Risalgono al 2020 i fatti che hanno portato alla richiesta d’ergastolo nei confronti di Mustafa Zeeshan, il pizzaiolo di origini pakistane accusato di aver ucciso a botte la moglie incinta, lasciandola agonizzante per ore. Il corpo della donna era stato trovato all’interno dell’appartamento in cui la coppia viveva, a Versciaco, piccola frazione di San Candido, nella provincia autonoma di Bolzano e i sospetti si erano subito concentrati sull’uomo, oggi 40enne. Sono quattro le aggravanti che l’accusa gli contesta. La difesa si appella invece alla sua infermità mentale: secondo i legali che lo sostengono, ci sarebbe una correlazione tra il delitto e il suo disturbo del sonno.

Omicidio Versciaco: chiesto l’ergastolo per Mustafa Zeeshan, marito della vittima

È il 30 gennaio 2020 quando, all’interno di uno degli appartamenti per turisti di Versciaco, nel comune di San Candido, i carabinieri scoprono il corpo senza vita di una 28enne di origini pakistane. La vittima si chiama Fatima e, secondo la testimonianza del marito, Mustafa Zeeshan, connazionale di 38 anni che vive con lei nell’abitazione, sarebbe morta a causa di un improvviso malore. Una versione che, fin da subito, non convince gli inquirenti: il cadavere, rinvenuto sul letto, mostra vari segni di violenza. In particolare, si ipotizza che la giovane, all’ottavo mese di gravidanza, possa essere stata strangolata, morendo per asfissia. Nel corso dell’autopsia, i rilievi effettuati sulla salma della vittima permettono di accertare le responsabilità dell’uomo, arrestato con l’ipotesi di omicidio pluriaggravato. “L’ispezione cadaverica – si legge infatti su un comunicato diffuso dalla Procura – ha consentito di rilevare la presenza sul corpo della vittima di svariate ecchimosi, ritenute compatibili con un’aggressione violenta caratterizzata da calci e pugni. Il medico necroscopo ha quindi ricondotto l’evento luttuoso ad una morte violenta a seguito di percosse, probabile soffocamento con probabili lesioni interne cerebrali”. Risultati che non lasciano spazio a dubbi.

Il pubblico ministero, Sara Rielli, ha quindi chiesto per l’uomo il massimo della pena, l’ergastolo, contestandogli quattro aggravanti: non solo va considerato il fatto che la vittima fosse sua moglie, ma anche che sia stata uccisa in ambiente domestico, in stato di gravidanza e in condizione di minorata difesa.
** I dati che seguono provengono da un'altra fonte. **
use std::collections::BTreeMap;

use chrono::NaiveDateTime;
use diesel::{dsl::max, prelude::*};
use serde::Deserialize;
use thiserror::Error;

use crate::db::{metar::models::*, schema::metars::dsl::*};

/// Rows per INSERT statement.
pub const INSERT_BATCH_SIZE: usize = 100;

#[derive(Debug, Clone, Copy, PartialEq, Eq, Default, Deserialize)]
#[serde(rename_all = "lowercase")]
pub enum MetarOrder {
    #[default]
    Asc,
    Desc,
}

#[derive(Debug, Error)]
pub enum InsertMetarsError {
    #[error("InsertMetars: {source}")]
    InsertMetars {
        #[from]
        source: diesel::result::Error,
    },
}

/// Inserts all records in one transaction, `INSERT_BATCH_SIZE` rows at a time.
/// A duplicate (station_id, observation_time) fails the unique index and
/// rolls the whole call back.
pub fn insert_metars(
    conn: &mut SqliteConnection,
    new: &[NewMetar],
) -> Result<usize, InsertMetarsError> {
    conn.transaction::<usize, diesel::result::Error, _>(|conn| {
        let mut inserted = 0;
        for batch in new.chunks(INSERT_BATCH_SIZE) {
            inserted += diesel::insert_into(metars).values(batch).execute(conn)?;
        }
        Ok(inserted)
    })
    .map_err(|source| InsertMetarsError::InsertMetars { source })
}

#[derive(Debug, Error)]
pub enum GetRecentObservationKeysError {
    #[error("GetRecentObservationKeys: {source}")]
    GetRecentObservationKeys {
        #[from]
        source: diesel::result::Error,
    },
}

pub fn get_recent_observation_keys(
    conn: &mut SqliteConnection,
    since: NaiveDateTime,
) -> Result<Vec<(String, NaiveDateTime)>, GetRecentObservationKeysError> {
    metars
        .filter(observation_time.ge(since))
        .select((station_id, observation_time))
        .load::<(String, NaiveDateTime)>(conn)
        .map_err(|source| GetRecentObservationKeysError::GetRecentObservationKeys { source })
}

#[derive(Debug, Error)]
pub enum GetMetarsInRangeError {
    #[error("GetMetarsInRange: {source}")]
    GetMetarsInRange {
        #[from]
        source: diesel::result::Error,
    },
}

/// Both ends of the range are inclusive.
pub fn get_metars_in_range(
    conn: &mut SqliteConnection,
    station: &str,
    start: NaiveDateTime,
    end: NaiveDateTime,
    order: MetarOrder,
) -> Result<Vec<Metar>, GetMetarsInRangeError> {
    let query = metars
        .filter(station_id.eq(station))
        .filter(observation_time.between(start, end))
        .select(Metar::as_select())
        .into_boxed();

    let query = match order {
        MetarOrder::Asc => query.order(observation_time.asc()),
        MetarOrder::Desc => query.order(observation_time.desc()),
    };

    query
        .load::<Metar>(conn)
        .map_err(|source| GetMetarsInRangeError::GetMetarsInRange { source })
}

#[derive(Debug, Error)]
pub enum GetNewestObservationTimesError {
    #[error("GetNewestObservationTimes: {source}")]
    GetNewestObservationTimes {
        #[from]
        source: diesel::result::Error,
    },
}

/// Stations without any stored METAR are left out of the map.
pub fn get_newest_observation_times(
    conn: &mut SqliteConnection,
    stations: &[String],
) -> Result<BTreeMap<String, NaiveDateTime>, GetNewestObservationTimesError> {
    let rows = metars
        .filter(station_id.eq_any(stations))
        .group_by(station_id)
        .select((station_id, max(observation_time)))
        .load::<(String, Option<NaiveDateTime>)>(conn)
        .map_err(|source| GetNewestObservationTimesError::GetNewestObservationTimes { source })?;

    Ok(rows
        .into_iter()
        .filter_map(|(station, newest)| newest.map(|newest| (station, newest)))
        .collect())
}
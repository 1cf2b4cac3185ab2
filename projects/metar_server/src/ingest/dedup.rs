use std::collections::HashSet;

use chrono::NaiveDateTime;

use crate::db::metar::models::NewMetar;

pub type ObservationKey = (String, NaiveDateTime);

/// Keeps the candidates whose (station, observation time) is neither stored
/// already nor seen earlier in the same batch. Survivors keep their order.
pub fn select_new(candidates: Vec<NewMetar>, stored: &[ObservationKey]) -> Vec<NewMetar> {
    let mut seen: HashSet<ObservationKey> = stored.iter().cloned().collect();

    candidates
        .into_iter()
        .filter(|metar| seen.insert(metar.observation_key()))
        .collect()
}
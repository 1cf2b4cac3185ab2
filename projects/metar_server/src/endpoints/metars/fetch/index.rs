use std::collections::BTreeMap;
use std::sync::Arc;

use axum::{
    extract::{Extension, Json},
    http::StatusCode,
    response::IntoResponse,
};
use chrono::{DateTime, Utc};
use serde::{Deserialize, Serialize};
use thiserror::Error;
use tracing::{error, info};

use crate::config::AppConfig;
use crate::db::{airport::queries::get_fetched_airport_ids, DbPool};
use crate::ingest::{fetch_and_save, FetchAndSaveError, SaveResponseError};

#[derive(Debug, Error)]
pub enum HandlerError {
    #[error("GetConnectionFromPool: {source}")]
    GetConnectionFromPool {
        #[from]
        source: r2d2::Error,
    },
    #[error("GetFetchedAirportIds: {source}")]
    GetFetchedAirportIds {
        #[from]
        source: crate::db::airport::queries::GetFetchedAirportIdsError,
    },
    #[error("FetchAndSave: {source}")]
    FetchAndSave {
        #[from]
        source: FetchAndSaveError,
    },
}

impl IntoResponse for HandlerError {
    fn into_response(self) -> axum::response::Response {
        let status = match &self {
            HandlerError::GetConnectionFromPool { .. } => StatusCode::INTERNAL_SERVER_ERROR,
            HandlerError::GetFetchedAirportIds { .. } => StatusCode::INTERNAL_SERVER_ERROR,
            HandlerError::FetchAndSave { source } => fetch_and_save_status(source),
        };

        (status, self.to_string()).into_response()
    }
}

fn fetch_and_save_status(err: &FetchAndSaveError) -> StatusCode {
    match err {
        FetchAndSaveError::FetchMetars { .. } | FetchAndSaveError::UnexpectedStatus { .. } => {
            StatusCode::BAD_GATEWAY
        }
        FetchAndSaveError::SaveResponse { source } => match source {
            SaveResponseError::ServiceErrors { .. } => StatusCode::BAD_GATEWAY,
            SaveResponseError::ParseResponse { .. } | SaveResponseError::ParseMetar { .. } => {
                StatusCode::UNPROCESSABLE_ENTITY
            }
            SaveResponseError::GetRecentObservationKeys { .. }
            | SaveResponseError::InsertMetars { .. } => StatusCode::INTERNAL_SERVER_ERROR,
        },
        FetchAndSaveError::GetConnectionFromPool { .. }
        | FetchAndSaveError::JoinSaveTask { .. } => StatusCode::INTERNAL_SERVER_ERROR,
    }
}

/// JSON payload expected by the endpoint. No airports means every airport
/// marked for fetching.
#[derive(Debug, Default, Deserialize)]
pub struct MetarsFetchRequestBody {
    #[serde(default)]
    airports: Vec<String>,
}

#[derive(Debug, Serialize)]
pub struct MetarsFetchResponse {
    pub stations: Vec<String>,
    pub fetched_at: DateTime<Utc>,
    pub received: usize,
    pub per_station: BTreeMap<String, usize>,
    pub total: usize,
}

/// Axum handler: POST /metars/fetch
pub async fn handler(
    Extension(pool): Extension<DbPool>,
    Extension(config): Extension<Arc<AppConfig>>,
    Json(input): Json<MetarsFetchRequestBody>,
) -> impl IntoResponse {
    match fetch(&pool, &config, input).await {
        Ok(response) => (StatusCode::OK, Json(response)).into_response(),
        Err(err) => {
            error!(error = %err, "manual METAR fetch failed");
            err.into_response()
        }
    }
}

async fn fetch(
    pool: &DbPool,
    config: &AppConfig,
    input: MetarsFetchRequestBody,
) -> Result<MetarsFetchResponse, HandlerError> {
    let mut stations: Vec<String> = input
        .airports
        .iter()
        .map(|airport| airport.trim().to_uppercase())
        .filter(|airport| !airport.is_empty())
        .collect();
    stations.sort();
    stations.dedup();

    if stations.is_empty() {
        let mut conn = pool.get()?;
        stations = get_fetched_airport_ids(&mut conn)?;
    }

    let report =
        fetch_and_save(pool, &config.awc_base_url, &stations, config.hours_before_now).await?;

    info!(total = report.total(), "manual METAR fetch finished");

    Ok(MetarsFetchResponse {
        per_station: report.counts_per_station(),
        total: report.total(),
        received: report.received,
        fetched_at: report.fetched_at,
        stations: report.stations,
    })
}
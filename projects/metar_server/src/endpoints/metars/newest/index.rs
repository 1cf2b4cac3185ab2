use std::collections::BTreeMap;

use axum::{extract::Extension, http::StatusCode, response::IntoResponse, Json};
use chrono::NaiveDateTime;
use serde::Serialize;
use thiserror::Error;

use crate::db::{
    airport::queries::get_fetched_airport_ids,
    metar::queries::get_newest_observation_times,
    DbPool,
};

#[derive(Debug, Error)]
pub enum HandlerError {
    #[error("GetConnectionFromPool: {source}")]
    GetConnectionFromPool {
        #[from]
        source: r2d2::Error,
    },
    #[error(transparent)]
    GetFetchedAirportIds {
        #[from]
        source: crate::db::airport::queries::GetFetchedAirportIdsError,
    },
    #[error(transparent)]
    GetNewestObservationTimes {
        #[from]
        source: crate::db::metar::queries::GetNewestObservationTimesError,
    },
}

impl IntoResponse for HandlerError {
    fn into_response(self) -> axum::response::Response {
        (StatusCode::INTERNAL_SERVER_ERROR, self.to_string()).into_response()
    }
}

#[derive(Debug, Serialize)]
pub struct MetarsNewestResponse {
    pub airports: Vec<String>,
    pub newest: BTreeMap<String, NaiveDateTime>,
}

/// Axum handler: GET /metars/newest
pub async fn handler(
    Extension(pool): Extension<DbPool>,
) -> Result<Json<MetarsNewestResponse>, HandlerError> {
    let mut conn = pool.get()?;

    let airports = get_fetched_airport_ids(&mut conn)?;
    let newest = get_newest_observation_times(&mut conn, &airports)?;

    Ok(Json(MetarsNewestResponse { airports, newest }))
}
pub mod list;
pub mod upsert;
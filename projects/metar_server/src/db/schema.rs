// Kept in sync by hand with `db::migrations::SCHEMA`.

diesel::table! {
    metars (id) {
        id -> Integer,
        raw_text -> Text,
        station_id -> Text,
        observation_time -> Timestamp,
        temp_c -> Double,
        dewpoint_c -> Double,
        wind_dir_degrees -> Integer,
        wind_speed_kt -> Integer,
        wind_gust_kt -> Nullable<Integer>,
        visibility_m -> Integer,
        altim_in_hg -> Double,
        wx_string -> Nullable<Text>,
        cloud_ceiling -> Nullable<Integer>,
        vert_vis_ft -> Nullable<Integer>,
        metar_type -> Text,
    }
}

diesel::table! {
    airports (station_id) {
        station_id -> Text,
        is_fetched -> Bool,
    }
}

diesel::allow_tables_to_appear_in_same_query!(
    airports,
    metars,
);
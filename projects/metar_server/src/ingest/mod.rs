//! METAR ingestion: fetch the dataserver feed, parse, deduplicate, store.

pub mod dedup;
pub mod fetch_and_save;
pub mod parse;

pub use fetch_and_save::{
    fetch_and_save, save_response, FetchAndSaveError, IngestReport, SaveResponseError,
    SavedMetars, DEDUP_WINDOW_HOURS, DEFAULT_HOURS_BEFORE_NOW,
};
pub mod models;
pub mod queries;
use std::net::SocketAddr;

use chrono::FixedOffset;
use interfaces_aviationweather_metars::index::DEFAULT_BASE_URL;
use thiserror::Error;
use utils_trace::LogFormat;

use crate::ingest::DEFAULT_HOURS_BEFORE_NOW;

/// Runtime settings, read from the environment (and `.env` when present).
#[derive(Debug, Clone)]
pub struct AppConfig {
    pub database_url: String,
    pub bind_addr: SocketAddr,
    pub awc_base_url: String,
    pub hours_before_now: u32,
    /// Offset of the local day used by the date queries.
    pub query_utc_offset: FixedOffset,
    pub log_level: String,
    pub log_format: LogFormat,
}

#[derive(Debug, Error)]
pub enum ConfigError {
    #[error("LoadDotenv: {source}")]
    LoadDotenv {
        #[source]
        source: dotenvy::Error,
    },

    #[error("InvalidValue: {key}={value:?}: {reason}")]
    InvalidValue {
        key: &'static str,
        value: String,
        reason: String,
    },
}

impl AppConfig {
    pub fn from_env() -> Result<Self, ConfigError> {
        match dotenvy::dotenv() {
            Ok(_) => {}
            Err(err) if err.not_found() => {}
            Err(source) => return Err(ConfigError::LoadDotenv { source }),
        }

        Self::from_lookup(|key| std::env::var(key).ok())
    }

    /// Builds the config from any key/value source; unset keys take defaults.
    pub fn from_lookup(lookup: impl Fn(&str) -> Option<String>) -> Result<Self, ConfigError> {
        let get = |key: &str, default: &str| lookup(key).unwrap_or_else(|| default.to_owned());

        let bind_addr = parse_value("BIND_ADDR", get("BIND_ADDR", "0.0.0.0:8000"))?;
        let hours_before_now = parse_value(
            "HOURS_BEFORE_NOW",
            get("HOURS_BEFORE_NOW", &DEFAULT_HOURS_BEFORE_NOW.to_string()),
        )?;

        let offset_text = get("QUERY_UTC_OFFSET_MINUTES", "0");
        let offset_minutes: i32 = parse_value("QUERY_UTC_OFFSET_MINUTES", offset_text.clone())?;
        let query_utc_offset = offset_minutes
            .checked_mul(60)
            .and_then(FixedOffset::east_opt)
            .ok_or_else(|| ConfigError::InvalidValue {
                key: "QUERY_UTC_OFFSET_MINUTES",
                value: offset_text,
                reason: "offset must be within +/- 24 hours".to_owned(),
            })?;

        let log_format_text = get("LOG_FORMAT", "compact");
        let log_format = log_format_text
            .parse::<LogFormat>()
            .map_err(|err| ConfigError::InvalidValue {
                key: "LOG_FORMAT",
                value: log_format_text.clone(),
                reason: err.to_string(),
            })?;

        Ok(AppConfig {
            database_url: get("DATABASE_URL", "metar.sqlite3"),
            bind_addr,
            awc_base_url: get("AWC_BASE_URL", DEFAULT_BASE_URL),
            hours_before_now,
            query_utc_offset,
            log_level: get("LOG_LEVEL", "info"),
            log_format,
        })
    }
}

fn parse_value<T>(key: &'static str, value: String) -> Result<T, ConfigError>
where
    T: std::str::FromStr,
    T::Err: std::fmt::Display,
{
    value.trim().parse().map_err(|err: T::Err| ConfigError::InvalidValue {
        key,
        reason: err.to_string(),
        value,
    })
}
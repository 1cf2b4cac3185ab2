pub mod airport;
pub mod metar;
pub mod migrations;
pub mod schema;

use diesel::connection::SimpleConnection;
use diesel::r2d2::{ConnectionManager, CustomizeConnection, Pool};
use diesel::SqliteConnection;
use thiserror::Error;

pub type DbPool = Pool<ConnectionManager<SqliteConnection>>;

const BUSY_TIMEOUT_MS: u32 = 5_000;

#[derive(Debug)]
struct ConnectionOptions;

impl CustomizeConnection<SqliteConnection, diesel::r2d2::Error> for ConnectionOptions {
    fn on_acquire(&self, conn: &mut SqliteConnection) -> Result<(), diesel::r2d2::Error> {
        conn.batch_execute(&format!(
            "PRAGMA foreign_keys = ON; PRAGMA busy_timeout = {BUSY_TIMEOUT_MS};"
        ))
        .map_err(diesel::r2d2::Error::QueryError)
    }
}

#[derive(Debug, Error)]
pub enum EstablishPoolError {
    #[error("BuildPool: {source}")]
    BuildPool {
        #[from]
        source: r2d2::Error,
    },
}

/// `database_url` is a SQLite file path; the file is created when missing.
pub fn establish_pool(database_url: &str) -> Result<DbPool, EstablishPoolError> {
    let manager = ConnectionManager::<SqliteConnection>::new(database_url);

    Pool::builder()
        .connection_customizer(Box::new(ConnectionOptions))
        .build(manager)
        .map_err(|source| EstablishPoolError::BuildPool { source })
}
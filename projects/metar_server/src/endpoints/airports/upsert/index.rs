use axum::{extract::Extension, http::StatusCode, response::IntoResponse, Json};
use serde::Deserialize;
use thiserror::Error;

use crate::db::{airport::{models::Airport, queries::upsert_airport}, DbPool};

const ICAO_LEN: usize = 4;

#[derive(Debug, Error)]
pub enum HandlerError {
    #[error("GetConnectionFromPool: {source}")]
    GetConnectionFromPool {
        #[from]
        source: r2d2::Error,
    },
    #[error("InvalidStationId: {station_id:?}")]
    InvalidStationId { station_id: String },
    #[error(transparent)]
    UpsertAirport {
        #[from]
        source: crate::db::airport::queries::UpsertAirportError,
    },
}

impl IntoResponse for HandlerError {
    fn into_response(self) -> axum::response::Response {
        match self {
            HandlerError::InvalidStationId { station_id } => (
                StatusCode::BAD_REQUEST,
                format!("{station_id:?} is not a four-letter ICAO id"),
            )
                .into_response(),
            other => (StatusCode::INTERNAL_SERVER_ERROR, other.to_string()).into_response(),
        }
    }
}

#[derive(Debug, Deserialize)]
pub struct AirportUpsertRequestBody {
    station_id: String,
    #[serde(default = "fetched_by_default")]
    is_fetched: bool,
}

fn fetched_by_default() -> bool {
    true
}

/// Axum handler: POST /airports/upsert
pub async fn handler(
    Extension(pool): Extension<DbPool>,
    Json(input): Json<AirportUpsertRequestBody>,
) -> Result<Json<Airport>, HandlerError> {
    let station_id = input.station_id.trim().to_uppercase();
    if station_id.len() != ICAO_LEN || !station_id.chars().all(|c| c.is_ascii_alphanumeric()) {
        return Err(HandlerError::InvalidStationId { station_id: input.station_id });
    }

    let mut conn = pool.get()?;
    let airport = upsert_airport(&mut conn, &Airport { station_id, is_fetched: input.is_fetched })?;

    Ok(Json(airport))
}
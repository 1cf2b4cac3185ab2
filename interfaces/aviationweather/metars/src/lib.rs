//! Client for the METAR dataserver of the Aviation Weather Center.
//!
//! - `index` sends the HTTP request and hands back the raw body
//! - `response` deserializes that body into wire types

pub mod index;
pub mod response;
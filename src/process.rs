//! External process execution
//!
//! Every external tool (build script, `psql`, `pg_dump`) runs through
//! [`run_logged`]: it blocks until the process exits, captures both
//! streams, writes them to the log, and fails on a non-zero exit status.
//! Output on stderr alone is not a failure; `psql` and the build script
//! both print notices there.

use std::io::ErrorKind;
use std::process::Command;

use tracing::{debug, error, info, warn};

use crate::error::ProcessError;

/// Captured output of a successful process
#[derive(Debug, Clone)]
pub struct CommandOutput {
    pub stdout: String,
    pub stderr: String,
}

/// Run a prepared command to completion and log its output
///
/// `step` names the operation in log lines and errors ("Schema creation",
/// "IIQ build"). Arguments are not logged since connection URLs carry the
/// database password.
pub fn run_logged(step: &str, cmd: &mut Command) -> Result<CommandOutput, ProcessError> {
    let program = cmd.get_program().to_string_lossy().into_owned();
    debug!("{}: running {}", step, program);

    let output = cmd.output().map_err(|source| {
        if source.kind() == ErrorKind::NotFound {
            ProcessError::NotFound {
                program: program.clone(),
            }
        } else {
            ProcessError::Spawn {
                program: program.clone(),
                source,
            }
        }
    })?;

    let stdout = String::from_utf8_lossy(&output.stdout).into_owned();
    let stderr = String::from_utf8_lossy(&output.stderr).into_owned();

    if !output.status.success() {
        error!("Error during {}... ({})", step, output.status);
        if !stderr.trim().is_empty() {
            error!("{}", stderr.trim_end());
        }
        if !stdout.trim().is_empty() {
            error!("{}", stdout.trim_end());
        }
        return Err(ProcessError::Failed {
            step: step.to_string(),
            status: output.status,
            stdout,
            stderr,
        });
    }

    if !stdout.trim().is_empty() {
        info!("{}", stdout.trim_end());
    }
    if !stderr.trim().is_empty() {
        warn!("{} wrote to stderr:", step);
        warn!("{}", stderr.trim_end());
    }

    Ok(CommandOutput { stdout, stderr })
}
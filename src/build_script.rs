//! SSB build script invocation
//!
//! The services standard build (SSB) checkout at `SSB_HOME` contains
//! `build.sh`. Without an argument it extracts the IIQ web application
//! into `build/extract`; with `war` it also packages
//! `build/deploy/identityiq.war`. `clean` removes previous output.

use std::path::{Path, PathBuf};
use std::process::Command;

use tracing::info;

use crate::config::BuildSettings;
use crate::error::{ArtifactError, DeptoolsError};
use crate::process::run_logged;

pub const BUILD_SCRIPT: &str = "build.sh";
pub const WAR_FILE: &str = "identityiq.war";

/// What the build should produce
#[derive(Debug, Clone, Copy, PartialEq, Eq)]
pub enum BuildMode {
    /// Default target: extract application files only
    Extract,
    /// Extract and package the WAR
    War,
}

impl BuildMode {
    fn args(self) -> &'static [&'static str] {
        match self {
            BuildMode::Extract => &[],
            BuildMode::War => &["war"],
        }
    }
}

pub struct BuildScript<'a> {
    settings: &'a BuildSettings,
}

impl<'a> BuildScript<'a> {
    pub fn new(settings: &'a BuildSettings) -> Self {
        Self { settings }
    }

    pub fn script_path(&self) -> PathBuf {
        self.settings.ssb_home.join(BUILD_SCRIPT)
    }

    pub fn extract_dir(&self) -> PathBuf {
        self.settings.ssb_home.join("build").join("extract")
    }

    /// Schema SQL files shipped inside the extracted application
    pub fn database_dir(&self) -> PathBuf {
        self.extract_dir().join("WEB-INF").join("database")
    }

    pub fn war_path(&self) -> PathBuf {
        self.settings
            .ssb_home
            .join("build")
            .join("deploy")
            .join(WAR_FILE)
    }

    /// Run `build.sh clean` if a previous build left an extract directory
    pub fn clean_if_built(&self) -> Result<bool, DeptoolsError> {
        if !self.extract_dir().exists() {
            return Ok(false);
        }

        info!("Cleaning previous build...");
        self.run("build clean", &["clean"])?;
        Ok(true)
    }

    pub fn build(&self, mode: BuildMode) -> Result<(), DeptoolsError> {
        info!("Building IIQ ({:?})...", mode);
        self.run("build", mode.args())
    }

    fn run(&self, step: &str, args: &[&str]) -> Result<(), DeptoolsError> {
        let script = self.script_path();
        if !script.is_file() {
            return Err(ArtifactError::NotFound {
                what: "SSB build script",
                path: script,
            }
            .into());
        }

        run_logged(
            step,
            Command::new(&script)
                .args(args)
                .current_dir(&self.settings.ssb_home)
                .env("SPTARGET", &self.settings.instance_name),
        )?;

        Ok(())
    }
}

/// Ensure `path` exists, or fail with a not-found naming `what`
pub fn require_exists(path: &Path, what: &'static str) -> Result<(), ArtifactError> {
    if path.exists() {
        Ok(())
    } else {
        Err(ArtifactError::NotFound {
            what,
            path: path.to_path_buf(),
        })
    }
}
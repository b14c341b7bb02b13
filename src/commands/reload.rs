use anyhow::{Context, Result};
use tracing::info;

use crate::config::ReloadSettings;
use crate::tomcat::{self, IIQ_CONTEXT_PATH};

pub fn execute(settings: &ReloadSettings) -> Result<()> {
    info!("Reloading IIQ...");

    let response = tomcat::reload_webapp(&settings.tomcat, IIQ_CONTEXT_PATH)
        .with_context(|| format!("Reload of {} failed", IIQ_CONTEXT_PATH))?;

    info!("✓ {}", response);
    Ok(())
}
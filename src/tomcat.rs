//! Tomcat manager text API
//!
//! Reloads the deployed IIQ web application through
//! `https://{host}:{port}/manager/text/` using the manager-script account
//! whose password lives in `{SECRETS_HOME}/rpauser.pass`.

use reqwest::blocking::Client;
use tracing::info;

use crate::config::TomcatSettings;
use crate::error::{DeptoolsError, ManagerError};
use crate::validation::read_secret_file;

/// Context path of the IIQ web application
pub const IIQ_CONTEXT_PATH: &str = "/identityiq";

/// Base URL of the manager text interface
pub fn manager_url(host: &str, secure_port: u16) -> String {
    format!("https://{}:{}/manager/text/", host, secure_port)
}

/// Manager account password
pub fn manager_password(settings: &TomcatSettings) -> Result<String, DeptoolsError> {
    Ok(read_secret_file(
        &settings.password_file(),
        "Tomcat manager password",
    )?)
}

/// Ask the manager to reload the application at `context_path`
///
/// Returns the manager's response line.
pub fn reload_webapp(settings: &TomcatSettings, context_path: &str) -> Result<String, DeptoolsError> {
    let password = manager_password(settings)?;
    let base_url = manager_url(&settings.host, settings.secure_port);
    Ok(send_reload(settings, &base_url, &password, context_path)?)
}

/// GET `{base_url}reload?path={context_path}` as the manager user
fn send_reload(
    settings: &TomcatSettings,
    base_url: &str,
    password: &str,
    context_path: &str,
) -> Result<String, ManagerError> {
    let url = format!("{}reload", base_url);
    info!("Reloading {} via {}", context_path, url);

    let client = Client::builder()
        .user_agent(concat!("deptools/", env!("CARGO_PKG_VERSION")))
        .danger_accept_invalid_certs(settings.accept_invalid_certs)
        // The manager runs on this host
        .no_proxy()
        .build()?;

    let response = client
        .get(&url)
        .query(&[("path", context_path)])
        .basic_auth(&settings.manager_user, Some(password))
        .send()?;

    let status = response.status().as_u16();
    let body = response.text()?;

    interpret_response(status, &body)
}

/// The text API answers `OK - ...` or `FAIL - ...` with HTTP 200
pub fn interpret_response(status: u16, body: &str) -> Result<String, ManagerError> {
    let line = body.lines().next().unwrap_or("").trim().to_string();

    if !(200..300).contains(&status) {
        return Err(ManagerError::Http { status, body: line });
    }

    if line.starts_with("OK") {
        Ok(line)
    } else {
        Err(ManagerError::Rejected { body: line })
    }
}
Secondo l’accusa, l’imputato avrebbe ripetutamente picchiato la vittima prima di soffocarla, lasciandola agonizzante sul letto per almeno dieci ore. Solo a quel punto sarebbero stati allertati i soccorsi che, una volta giunti sul posto, non avrebbero potuto far altro che constatarne il decesso. Inoltre, Fatima sarebbe stata costretta da tempo dal marito a vivere segregata in casa, senza poter mai uscire da sola, neanche per recarsi al supermercato. Secondo quanto ricostruito dagli inquirenti, l’uomo, oltre a recluderla, non si sarebbe neanche preoccupato di prendersi cura di lei, non acquistandole il cibo necessario al suo sostentamento, a maggior ragione perché in gravidanza. Infine, sempre secondo l’accusa, l’imputato non avrebbe mostrato alcun segno di pentimento, cambiando versione dei fatti più di una volta. Motivazioni che giustificherebbero anche l’isolamento diurno per nove mesi.

La difesa punta sull’infermità mentale dell’imputato

La versione dell’accusa non convince i difensori dell’uomo, che puntano sulla sua infermità mentale. Per i legali, infatti, Mustafa sarebbe incapace di intendere e di volere a causa di un disturbo comportamentale del sonno, noto come Rbd, che, nel tempo, gli avrebbe provocato diversi squilibri mentali. Una tesi che l’accusa rigetta in base ai risultati delle perizie psichiatriche effettuate dai propri periti e per conto del giudice, secondo le quali, nonostante i suoi problemi, l’imputato sarebbe capace d’intendere. Sarà la sentenza da parte della Corte d’Assise di Bolzano presieduta dal giudice Carlo Busato e attesa entro sabato a stabilire quali siano le sue responsabilità e la relativa pena.